## PROBLEM
The records below are made of lines; count those holding the word "filename" and give the number only.

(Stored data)
--------------------------------

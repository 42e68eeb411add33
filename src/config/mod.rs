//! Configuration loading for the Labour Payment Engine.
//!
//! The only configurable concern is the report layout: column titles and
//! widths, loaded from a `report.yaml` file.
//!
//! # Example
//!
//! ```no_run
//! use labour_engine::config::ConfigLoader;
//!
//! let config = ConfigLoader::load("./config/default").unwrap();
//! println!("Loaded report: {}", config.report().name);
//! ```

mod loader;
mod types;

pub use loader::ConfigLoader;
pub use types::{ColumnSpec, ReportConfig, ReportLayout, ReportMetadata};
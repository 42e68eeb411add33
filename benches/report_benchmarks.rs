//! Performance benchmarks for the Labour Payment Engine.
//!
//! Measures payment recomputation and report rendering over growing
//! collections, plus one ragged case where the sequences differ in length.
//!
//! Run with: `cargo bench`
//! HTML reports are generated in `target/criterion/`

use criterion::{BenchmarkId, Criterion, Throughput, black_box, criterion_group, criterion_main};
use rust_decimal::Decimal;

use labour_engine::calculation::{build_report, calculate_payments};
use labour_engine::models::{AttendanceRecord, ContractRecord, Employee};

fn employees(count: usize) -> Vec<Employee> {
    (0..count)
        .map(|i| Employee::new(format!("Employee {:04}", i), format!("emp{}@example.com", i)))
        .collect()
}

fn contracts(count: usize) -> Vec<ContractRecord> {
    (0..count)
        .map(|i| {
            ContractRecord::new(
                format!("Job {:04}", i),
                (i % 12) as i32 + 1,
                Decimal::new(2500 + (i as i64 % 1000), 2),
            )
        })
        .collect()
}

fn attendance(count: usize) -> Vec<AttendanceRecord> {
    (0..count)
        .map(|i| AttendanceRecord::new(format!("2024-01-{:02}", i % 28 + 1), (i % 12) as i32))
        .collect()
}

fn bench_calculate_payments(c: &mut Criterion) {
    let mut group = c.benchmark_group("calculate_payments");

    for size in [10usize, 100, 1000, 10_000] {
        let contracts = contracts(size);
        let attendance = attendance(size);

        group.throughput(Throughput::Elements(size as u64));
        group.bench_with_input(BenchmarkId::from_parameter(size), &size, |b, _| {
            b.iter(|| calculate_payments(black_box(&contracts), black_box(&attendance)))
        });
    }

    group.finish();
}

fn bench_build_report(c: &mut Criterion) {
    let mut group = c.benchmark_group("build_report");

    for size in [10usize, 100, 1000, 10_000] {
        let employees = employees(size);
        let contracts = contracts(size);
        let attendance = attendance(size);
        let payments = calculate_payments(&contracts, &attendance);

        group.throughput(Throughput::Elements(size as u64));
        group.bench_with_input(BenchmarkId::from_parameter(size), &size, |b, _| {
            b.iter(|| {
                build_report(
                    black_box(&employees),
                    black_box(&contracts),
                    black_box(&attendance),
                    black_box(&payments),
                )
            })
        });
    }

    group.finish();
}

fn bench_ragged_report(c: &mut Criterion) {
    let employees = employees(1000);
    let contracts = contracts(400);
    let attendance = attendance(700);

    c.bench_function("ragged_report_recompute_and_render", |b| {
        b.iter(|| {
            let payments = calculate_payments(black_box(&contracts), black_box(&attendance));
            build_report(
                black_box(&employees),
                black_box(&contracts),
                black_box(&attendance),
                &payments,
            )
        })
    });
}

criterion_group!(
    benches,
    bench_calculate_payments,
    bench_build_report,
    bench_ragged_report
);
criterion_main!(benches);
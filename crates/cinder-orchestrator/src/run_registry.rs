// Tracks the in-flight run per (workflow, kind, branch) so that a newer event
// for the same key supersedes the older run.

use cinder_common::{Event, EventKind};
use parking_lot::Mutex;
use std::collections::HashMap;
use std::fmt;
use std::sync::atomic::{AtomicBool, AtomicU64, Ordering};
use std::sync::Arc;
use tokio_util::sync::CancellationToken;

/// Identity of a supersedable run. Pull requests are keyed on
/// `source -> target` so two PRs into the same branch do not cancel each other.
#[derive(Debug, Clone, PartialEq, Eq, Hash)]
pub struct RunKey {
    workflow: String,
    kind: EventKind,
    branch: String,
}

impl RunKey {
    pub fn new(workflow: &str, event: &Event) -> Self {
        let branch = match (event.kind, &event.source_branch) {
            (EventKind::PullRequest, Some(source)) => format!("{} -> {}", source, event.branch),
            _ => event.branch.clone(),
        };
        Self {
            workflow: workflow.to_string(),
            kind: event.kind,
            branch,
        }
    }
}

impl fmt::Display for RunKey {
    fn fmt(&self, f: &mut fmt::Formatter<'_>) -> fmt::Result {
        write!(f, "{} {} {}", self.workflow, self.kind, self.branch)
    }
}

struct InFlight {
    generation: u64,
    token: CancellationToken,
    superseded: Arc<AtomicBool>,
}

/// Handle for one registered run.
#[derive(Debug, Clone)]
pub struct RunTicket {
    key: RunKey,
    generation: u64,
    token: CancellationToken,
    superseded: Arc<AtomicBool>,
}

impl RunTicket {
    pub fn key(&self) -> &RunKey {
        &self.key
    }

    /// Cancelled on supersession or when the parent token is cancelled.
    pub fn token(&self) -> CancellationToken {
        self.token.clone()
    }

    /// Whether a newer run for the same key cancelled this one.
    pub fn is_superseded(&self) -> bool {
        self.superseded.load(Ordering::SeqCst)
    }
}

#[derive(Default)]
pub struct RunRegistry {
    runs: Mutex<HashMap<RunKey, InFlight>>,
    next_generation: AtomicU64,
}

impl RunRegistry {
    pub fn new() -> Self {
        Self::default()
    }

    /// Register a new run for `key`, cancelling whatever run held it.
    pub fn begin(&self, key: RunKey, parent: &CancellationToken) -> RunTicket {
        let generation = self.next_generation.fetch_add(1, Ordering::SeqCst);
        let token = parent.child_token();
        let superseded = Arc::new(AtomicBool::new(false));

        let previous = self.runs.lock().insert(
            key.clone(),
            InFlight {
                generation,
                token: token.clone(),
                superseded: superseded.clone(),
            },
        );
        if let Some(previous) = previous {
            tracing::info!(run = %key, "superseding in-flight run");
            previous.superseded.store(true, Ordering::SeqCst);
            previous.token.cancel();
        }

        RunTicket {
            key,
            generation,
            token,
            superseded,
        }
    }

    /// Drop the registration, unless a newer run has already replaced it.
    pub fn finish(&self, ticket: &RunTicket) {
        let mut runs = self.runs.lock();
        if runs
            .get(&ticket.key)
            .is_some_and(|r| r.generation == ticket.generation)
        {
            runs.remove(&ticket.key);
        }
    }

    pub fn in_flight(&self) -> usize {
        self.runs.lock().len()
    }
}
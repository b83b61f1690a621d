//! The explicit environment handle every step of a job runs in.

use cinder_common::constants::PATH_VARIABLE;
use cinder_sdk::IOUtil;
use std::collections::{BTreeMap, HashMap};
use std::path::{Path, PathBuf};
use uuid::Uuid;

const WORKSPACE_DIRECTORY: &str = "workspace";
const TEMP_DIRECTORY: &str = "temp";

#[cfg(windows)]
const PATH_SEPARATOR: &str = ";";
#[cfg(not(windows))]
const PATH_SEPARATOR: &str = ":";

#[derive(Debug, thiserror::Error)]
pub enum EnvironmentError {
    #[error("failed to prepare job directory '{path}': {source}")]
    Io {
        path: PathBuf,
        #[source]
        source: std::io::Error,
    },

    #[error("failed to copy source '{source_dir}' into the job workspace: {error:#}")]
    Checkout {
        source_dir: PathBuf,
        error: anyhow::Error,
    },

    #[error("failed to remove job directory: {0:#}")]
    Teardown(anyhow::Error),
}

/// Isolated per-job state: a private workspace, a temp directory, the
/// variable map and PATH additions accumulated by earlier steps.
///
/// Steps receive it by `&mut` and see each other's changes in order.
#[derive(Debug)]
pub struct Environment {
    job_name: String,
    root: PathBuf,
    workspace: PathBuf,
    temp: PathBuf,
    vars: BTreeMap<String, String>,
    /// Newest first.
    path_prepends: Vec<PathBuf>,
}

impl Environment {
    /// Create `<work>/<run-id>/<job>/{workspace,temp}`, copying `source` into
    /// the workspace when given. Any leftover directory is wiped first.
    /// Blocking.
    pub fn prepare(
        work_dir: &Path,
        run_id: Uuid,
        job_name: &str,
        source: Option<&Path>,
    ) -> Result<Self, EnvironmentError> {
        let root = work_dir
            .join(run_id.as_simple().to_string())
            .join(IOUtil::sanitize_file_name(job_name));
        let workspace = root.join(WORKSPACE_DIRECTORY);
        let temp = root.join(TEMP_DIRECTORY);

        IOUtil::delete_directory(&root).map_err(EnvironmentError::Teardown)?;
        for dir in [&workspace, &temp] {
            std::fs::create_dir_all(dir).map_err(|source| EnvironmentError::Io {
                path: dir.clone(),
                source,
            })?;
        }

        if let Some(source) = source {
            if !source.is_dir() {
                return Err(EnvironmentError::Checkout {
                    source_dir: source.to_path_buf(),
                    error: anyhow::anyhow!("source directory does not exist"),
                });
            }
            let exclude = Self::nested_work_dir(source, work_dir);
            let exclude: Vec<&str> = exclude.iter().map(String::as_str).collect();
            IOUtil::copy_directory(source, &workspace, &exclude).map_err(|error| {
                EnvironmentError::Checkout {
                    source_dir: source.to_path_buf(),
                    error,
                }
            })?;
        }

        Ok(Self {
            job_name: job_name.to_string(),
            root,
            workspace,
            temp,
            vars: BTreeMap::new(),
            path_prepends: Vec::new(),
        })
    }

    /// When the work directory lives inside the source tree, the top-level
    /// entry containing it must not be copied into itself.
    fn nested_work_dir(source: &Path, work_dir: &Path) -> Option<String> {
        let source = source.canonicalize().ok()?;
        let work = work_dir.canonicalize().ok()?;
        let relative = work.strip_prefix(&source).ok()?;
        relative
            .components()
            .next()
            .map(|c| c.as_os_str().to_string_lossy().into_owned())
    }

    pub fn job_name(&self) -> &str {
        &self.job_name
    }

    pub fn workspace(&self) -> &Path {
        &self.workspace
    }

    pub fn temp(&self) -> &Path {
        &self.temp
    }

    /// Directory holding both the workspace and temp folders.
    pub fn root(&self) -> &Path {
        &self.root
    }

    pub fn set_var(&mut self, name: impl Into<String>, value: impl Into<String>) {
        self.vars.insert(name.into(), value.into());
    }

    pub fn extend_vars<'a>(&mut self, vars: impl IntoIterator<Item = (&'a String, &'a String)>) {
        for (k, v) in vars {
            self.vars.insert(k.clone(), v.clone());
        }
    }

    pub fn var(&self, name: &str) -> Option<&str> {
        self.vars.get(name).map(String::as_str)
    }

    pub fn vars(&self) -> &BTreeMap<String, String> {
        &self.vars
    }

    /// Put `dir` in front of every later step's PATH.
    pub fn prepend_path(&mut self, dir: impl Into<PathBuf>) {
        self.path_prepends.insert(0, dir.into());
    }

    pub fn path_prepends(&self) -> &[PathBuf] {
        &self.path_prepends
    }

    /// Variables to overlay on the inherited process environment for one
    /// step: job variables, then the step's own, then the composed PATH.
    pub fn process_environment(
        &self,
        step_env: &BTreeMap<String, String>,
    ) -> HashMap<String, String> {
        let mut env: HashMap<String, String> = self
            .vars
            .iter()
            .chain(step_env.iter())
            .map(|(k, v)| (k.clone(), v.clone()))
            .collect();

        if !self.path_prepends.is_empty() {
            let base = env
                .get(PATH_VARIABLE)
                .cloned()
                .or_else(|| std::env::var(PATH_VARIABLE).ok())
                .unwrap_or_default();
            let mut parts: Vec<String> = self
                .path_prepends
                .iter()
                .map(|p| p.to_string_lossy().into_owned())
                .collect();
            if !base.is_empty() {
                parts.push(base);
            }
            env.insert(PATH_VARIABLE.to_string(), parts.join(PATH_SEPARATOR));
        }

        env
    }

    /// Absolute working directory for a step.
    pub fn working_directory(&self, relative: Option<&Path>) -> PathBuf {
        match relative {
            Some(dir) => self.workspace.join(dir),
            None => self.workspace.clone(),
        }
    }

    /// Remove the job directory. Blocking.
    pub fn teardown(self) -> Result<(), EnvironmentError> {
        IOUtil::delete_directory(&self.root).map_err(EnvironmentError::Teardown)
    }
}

--------------------------------

## WRITTEN SOLUTION
3